Nichts ist beständiger als der Wandel, hat einmal ein weiser Mensch gesagt. Ich habe leider vergessen, wer das war, aber er könnte ein Schriftsteller gewesen sein.
Gestern noch fühlte ich mich sicher in dem, was ich geschrieben hatte, fand es gelungen, spannend etc. etc. Und heute las ich, nach einer Urlaubswoche in Deutschland, mein scheinbar gelungenes erstes Kapitel noch einmal und dachte: was für ein Schrott.
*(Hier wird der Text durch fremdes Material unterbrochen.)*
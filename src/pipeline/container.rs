//! Container byte reader: minimal ZIP central-directory parsing.
//!
//! Modern word-processor documents are ZIP containers; the body text lives
//! in a named entry inside. This module parses just enough of the format to
//! list entries and slice out one entry's payload from an in-memory buffer:
//! locate the End-Of-Central-Directory record by scanning backward, walk the
//! central directory, then re-read the entry's local header to find its
//! data.
//!
//! ## Bounds discipline
//!
//! Every offset and length in the file is attacker-controlled. All reads go
//! through [`read_u16`]/[`read_u32`]/[`take`], which turn any out-of-range
//! access into [`ExtractError::MalformedContainer`]. A truncated or
//! malicious container fails deterministically; it can never index past the
//! buffer or silently truncate an entry.

use crate::error::ExtractError;
use tracing::debug;

/// End-Of-Central-Directory signature ("PK\x05\x06").
const EOCD_SIG: [u8; 4] = [0x50, 0x4B, 0x05, 0x06];
/// Central-directory file-header signature ("PK\x01\x02").
const CENTRAL_SIG: [u8; 4] = [0x50, 0x4B, 0x01, 0x02];
/// Local file-header signature ("PK\x03\x04").
const LOCAL_SIG: [u8; 4] = [0x50, 0x4B, 0x03, 0x04];

/// Fixed portion of the EOCD record.
const EOCD_LEN: usize = 22;
/// Fixed portion of one central-directory header.
const CENTRAL_HEADER_LEN: usize = 46;
/// Fixed portion of one local file header.
const LOCAL_HEADER_LEN: usize = 30;
/// The format caps the trailing comment at 64 KiB, which bounds how far back
/// the EOCD scan must look.
const MAX_EOCD_SCAN: usize = 64 * 1024 + EOCD_LEN;

/// Entry compression method: stored (no compression).
pub const METHOD_STORED: u16 = 0;
/// Entry compression method: raw deflate.
pub const METHOD_DEFLATE: u16 = 8;

/// One file stored inside the container, as described by the central
/// directory. Immutable once built.
#[derive(Debug, Clone, PartialEq, Eq)]
pub struct ZipEntry {
    /// Path of the entry within the container, unique per container.
    pub name: String,
    /// Compression method code (see [`METHOD_STORED`], [`METHOD_DEFLATE`]).
    pub method: u16,
    /// Byte length of the entry's compressed payload.
    pub compressed_size: u32,
    /// Offset of the entry's local header from the start of the buffer.
    pub local_header_offset: u32,
}

fn malformed(detail: impl Into<String>) -> ExtractError {
    ExtractError::MalformedContainer {
        detail: detail.into(),
    }
}

fn read_u16(buf: &[u8], at: usize) -> Result<u16, ExtractError> {
    let bytes = take(buf, at, 2)?;
    Ok(u16::from_le_bytes([bytes[0], bytes[1]]))
}

fn read_u32(buf: &[u8], at: usize) -> Result<u32, ExtractError> {
    let bytes = take(buf, at, 4)?;
    Ok(u32::from_le_bytes([bytes[0], bytes[1], bytes[2], bytes[3]]))
}

fn take(buf: &[u8], at: usize, len: usize) -> Result<&[u8], ExtractError> {
    let end = at
        .checked_add(len)
        .ok_or_else(|| malformed("offset overflow"))?;
    if end > buf.len() {
        return Err(malformed(format!(
            "read of {len} bytes at offset {at} exceeds buffer length {}",
            buf.len()
        )));
    }
    Ok(&buf[at..end])
}

/// Locate the EOCD record by scanning backward from the end of the buffer.
fn find_eocd(buf: &[u8]) -> Result<usize, ExtractError> {
    if buf.len() < EOCD_LEN {
        return Err(malformed("buffer smaller than end-of-directory record"));
    }
    let floor = buf.len().saturating_sub(MAX_EOCD_SCAN);
    let mut pos = buf.len() - EOCD_LEN;
    loop {
        if buf[pos..pos + 4] == EOCD_SIG {
            return Ok(pos);
        }
        if pos == floor {
            return Err(malformed("end-of-directory signature not found"));
        }
        pos -= 1;
    }
}

/// Scan the container's central directory and return one descriptor per
/// stored entry, in directory order.
pub fn list_entries(buf: &[u8]) -> Result<Vec<ZipEntry>, ExtractError> {
    let eocd = find_eocd(buf)?;
    let entry_count = read_u16(buf, eocd + 10)? as usize;
    let cd_size = read_u32(buf, eocd + 12)? as usize;
    let cd_offset = read_u32(buf, eocd + 16)? as usize;

    let cd_end = cd_offset
        .checked_add(cd_size)
        .filter(|end| *end <= buf.len())
        .ok_or_else(|| malformed("central directory extends past end of buffer"))?;

    let mut entries = Vec::with_capacity(entry_count);
    let mut cursor = cd_offset;

    for index in 0..entry_count {
        if cursor + CENTRAL_HEADER_LEN > cd_end {
            return Err(malformed(format!(
                "central directory truncated at entry {index} of {entry_count}"
            )));
        }
        if take(buf, cursor, 4)? != CENTRAL_SIG.as_slice() {
            return Err(malformed(format!(
                "bad central-directory signature at entry {index}"
            )));
        }

        let method = read_u16(buf, cursor + 10)?;
        let compressed_size = read_u32(buf, cursor + 20)?;
        let name_len = read_u16(buf, cursor + 28)? as usize;
        let extra_len = read_u16(buf, cursor + 30)? as usize;
        let comment_len = read_u16(buf, cursor + 32)? as usize;
        let local_header_offset = read_u32(buf, cursor + 42)?;

        let name_bytes = take(buf, cursor + CENTRAL_HEADER_LEN, name_len)?;
        let name = String::from_utf8_lossy(name_bytes).into_owned();

        entries.push(ZipEntry {
            name,
            method,
            compressed_size,
            local_header_offset,
        });

        cursor += CENTRAL_HEADER_LEN + name_len + extra_len + comment_len;
        if cursor > cd_end {
            return Err(malformed(format!(
                "entry {index} variable fields extend past central directory"
            )));
        }
    }

    debug!("container lists {} entries", entries.len());
    Ok(entries)
}

/// Find a descriptor by exact entry name.
pub fn find_entry<'a>(entries: &'a [ZipEntry], name: &str) -> Option<&'a ZipEntry> {
    entries.iter().find(|e| e.name == name)
}

/// Read one entry's payload, inflating it when the entry is deflated.
///
/// Re-reads the local header named by the descriptor (verifying its
/// signature), skips the header's own name/extra fields, and slices exactly
/// `compressed_size` bytes. Method 8 is handed to the raw decompressor;
/// every other method — stored included — is returned unchanged.
pub fn read_entry(buf: &[u8], entry: &ZipEntry) -> Result<Vec<u8>, ExtractError> {
    let offset = entry.local_header_offset as usize;
    if take(buf, offset, 4)? != LOCAL_SIG.as_slice() {
        return Err(malformed(format!(
            "bad local-header signature for entry '{}'",
            entry.name
        )));
    }

    // The local header repeats the name/extra fields with its own lengths,
    // which may differ from the central directory's.
    let name_len = read_u16(buf, offset + 26)? as usize;
    let extra_len = read_u16(buf, offset + 28)? as usize;
    let data_start = offset + LOCAL_HEADER_LEN + name_len + extra_len;
    let raw = take(buf, data_start, entry.compressed_size as usize)?;

    match entry.method {
        METHOD_DEFLATE => super::inflate::inflate_raw(raw),
        _ => Ok(raw.to_vec()),
    }
}

// ── Test fixtures ────────────────────────────────────────────────────────────

/// Hand-built archive fixtures, shared with the integration tests.
#[cfg(test)]
pub(crate) mod fixtures {
    /// Build a minimal valid archive from (name, method, payload) triples.
    /// The payload must already be in its stored form (raw bytes for method
    /// 0, deflate-compressed bytes for method 8). CRCs are written as zero —
    /// the reader never checks them.
    pub fn build_zip(entries: &[(&str, u16, &[u8])]) -> Vec<u8> {
        let mut buf = Vec::new();
        let mut locals: Vec<(u32, &str, u16, usize)> = Vec::new();

        for (name, method, payload) in entries {
            let offset = buf.len() as u32;
            locals.push((offset, name, *method, payload.len()));

            buf.extend_from_slice(&[0x50, 0x4B, 0x03, 0x04]); // local sig
            buf.extend_from_slice(&20u16.to_le_bytes()); // version needed
            buf.extend_from_slice(&0u16.to_le_bytes()); // flags
            buf.extend_from_slice(&method.to_le_bytes());
            buf.extend_from_slice(&0u16.to_le_bytes()); // mod time
            buf.extend_from_slice(&0u16.to_le_bytes()); // mod date
            buf.extend_from_slice(&0u32.to_le_bytes()); // crc32
            buf.extend_from_slice(&(payload.len() as u32).to_le_bytes());
            buf.extend_from_slice(&(payload.len() as u32).to_le_bytes());
            buf.extend_from_slice(&(name.len() as u16).to_le_bytes());
            buf.extend_from_slice(&0u16.to_le_bytes()); // extra len
            buf.extend_from_slice(name.as_bytes());
            buf.extend_from_slice(payload);
        }

        let cd_offset = buf.len() as u32;
        for (offset, name, method, payload_len) in &locals {
            buf.extend_from_slice(&[0x50, 0x4B, 0x01, 0x02]); // central sig
            buf.extend_from_slice(&20u16.to_le_bytes()); // version made by
            buf.extend_from_slice(&20u16.to_le_bytes()); // version needed
            buf.extend_from_slice(&0u16.to_le_bytes()); // flags
            buf.extend_from_slice(&method.to_le_bytes());
            buf.extend_from_slice(&0u16.to_le_bytes()); // mod time
            buf.extend_from_slice(&0u16.to_le_bytes()); // mod date
            buf.extend_from_slice(&0u32.to_le_bytes()); // crc32
            buf.extend_from_slice(&(*payload_len as u32).to_le_bytes());
            buf.extend_from_slice(&(*payload_len as u32).to_le_bytes());
            buf.extend_from_slice(&(name.len() as u16).to_le_bytes());
            buf.extend_from_slice(&0u16.to_le_bytes()); // extra len
            buf.extend_from_slice(&0u16.to_le_bytes()); // comment len
            buf.extend_from_slice(&0u16.to_le_bytes()); // disk number
            buf.extend_from_slice(&0u16.to_le_bytes()); // internal attrs
            buf.extend_from_slice(&0u32.to_le_bytes()); // external attrs
            buf.extend_from_slice(&offset.to_le_bytes());
            buf.extend_from_slice(name.as_bytes());
        }
        let cd_size = buf.len() as u32 - cd_offset;

        buf.extend_from_slice(&[0x50, 0x4B, 0x05, 0x06]); // EOCD sig
        buf.extend_from_slice(&0u16.to_le_bytes()); // disk number
        buf.extend_from_slice(&0u16.to_le_bytes()); // cd start disk
        buf.extend_from_slice(&(locals.len() as u16).to_le_bytes());
        buf.extend_from_slice(&(locals.len() as u16).to_le_bytes());
        buf.extend_from_slice(&cd_size.to_le_bytes());
        buf.extend_from_slice(&cd_offset.to_le_bytes());
        buf.extend_from_slice(&0u16.to_le_bytes()); // comment len
        buf
    }
}

#[cfg(test)]
mod tests {
    use super::fixtures::build_zip;
    use super::*;
    use crate::error::ExtractError;

    #[test]
    fn lists_entries_in_directory_order() {
        let zip = build_zip(&[
            ("word/document.xml", METHOD_STORED, b"<doc/>"),
            ("word/styles.xml", METHOD_STORED, b"<styles/>"),
        ]);
        let entries = list_entries(&zip).expect("valid archive");
        assert_eq!(entries.len(), 2);
        assert_eq!(entries[0].name, "word/document.xml");
        assert_eq!(entries[1].name, "word/styles.xml");
        assert_eq!(entries[0].method, METHOD_STORED);
        assert_eq!(entries[0].compressed_size, 6);
    }

    #[test]
    fn reads_stored_entry_payload() {
        let zip = build_zip(&[("a.txt", METHOD_STORED, b"hello container")]);
        let entries = list_entries(&zip).unwrap();
        let data = read_entry(&zip, &entries[0]).unwrap();
        assert_eq!(data, b"hello container");
    }

    #[test]
    fn rejects_buffer_without_signature() {
        let err = list_entries(b"this is definitely not an archive").unwrap_err();
        assert!(matches!(err, ExtractError::MalformedContainer { .. }));
    }

    #[test]
    fn rejects_tiny_buffer() {
        let err = list_entries(&[0x50, 0x4B]).unwrap_err();
        assert!(matches!(err, ExtractError::MalformedContainer { .. }));
    }

    #[test]
    fn finds_eocd_behind_trailing_comment() {
        let mut zip = build_zip(&[("a.txt", METHOD_STORED, b"x")]);
        // Patch the comment length and append a comment after the record.
        let comment = b"archive comment";
        let clen_at = zip.len() - 2;
        zip[clen_at..].copy_from_slice(&(comment.len() as u16).to_le_bytes());
        zip.extend_from_slice(comment);
        let entries = list_entries(&zip).expect("EOCD behind comment");
        assert_eq!(entries.len(), 1);
    }

    #[test]
    fn rejects_directory_offset_past_buffer() {
        let mut zip = build_zip(&[("a.txt", METHOD_STORED, b"x")]);
        // Corrupt the EOCD's central-directory offset to point past the end.
        let eocd = zip.len() - 22;
        zip[eocd + 16..eocd + 20].copy_from_slice(&u32::MAX.to_le_bytes());
        let err = list_entries(&zip).unwrap_err();
        assert!(matches!(err, ExtractError::MalformedContainer { .. }));
    }

    #[test]
    fn rejects_entry_count_beyond_directory() {
        let mut zip = build_zip(&[("a.txt", METHOD_STORED, b"x")]);
        // Claim more entries than the directory holds.
        let eocd = zip.len() - 22;
        zip[eocd + 10..eocd + 12].copy_from_slice(&9u16.to_le_bytes());
        let err = list_entries(&zip).unwrap_err();
        assert!(matches!(err, ExtractError::MalformedContainer { .. }));
    }

    #[test]
    fn rejects_compressed_size_past_buffer() {
        let zip = build_zip(&[("a.txt", METHOD_STORED, b"x")]);
        let mut entry = list_entries(&zip).unwrap().remove(0);
        entry.compressed_size = 10_000;
        let err = read_entry(&zip, &entry).unwrap_err();
        assert!(matches!(err, ExtractError::MalformedContainer { .. }));
    }

    #[test]
    fn rejects_bad_local_header_signature() {
        let zip = build_zip(&[("a.txt", METHOD_STORED, b"x")]);
        let mut entry = list_entries(&zip).unwrap().remove(0);
        // Point the descriptor at the central directory instead.
        entry.local_header_offset = (zip.len() - 22 - 46 - 5) as u32;
        let err = read_entry(&zip, &entry).unwrap_err();
        assert!(matches!(err, ExtractError::MalformedContainer { .. }));
    }

    #[test]
    fn unknown_method_passes_payload_through() {
        let zip = build_zip(&[("a.bin", 12, b"\x01\x02\x03")]);
        let entries = list_entries(&zip).unwrap();
        let data = read_entry(&zip, &entries[0]).unwrap();
        assert_eq!(data, b"\x01\x02\x03");
    }

    #[test]
    fn find_entry_is_exact_match() {
        let zip = build_zip(&[("word/document.xml", METHOD_STORED, b"<doc/>")]);
        let entries = list_entries(&zip).unwrap();
        assert!(find_entry(&entries, "word/document.xml").is_some());
        assert!(find_entry(&entries, "word/Document.xml").is_none());
    }
}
Sicher, ich bin nach wie vor zufrieden damit, und ja, es ist gelungen, spannend etc. etc., aber so beginnt nicht die Geschichte, die ich erzählen will.
Selbstzweifel scheinen zum Schreibgeschäft dazu zu gehören, und möglicherweise sind sie auch ein fruchtbares Feld, auf dem am Ende die schönsten literarischen Blumen blühen, aber sie sind selten erfreulich. Mich jedenfalls bringen sie oft an den Rand des Aufgebens, weil ich nicht nur die Qualität meines Geschriebenen anzweifele, sondern meistens auch mein Talent, meine Qualifikation als Schreiber, meine Fähigkeit, die Geschichten in meinem Kopf auf höherem als nur Schulaufsatz-Niveau in Worte zu fassen. Kann ich überhaupt schreiben? Ich meine so, dass es auch jemand lesen möchte?
Ich hoffe, dass der Wandel wirklich so beständig ist, dass ich morgen wieder zu meinem Geschriebenen sagen kann: hey, du bist klasse!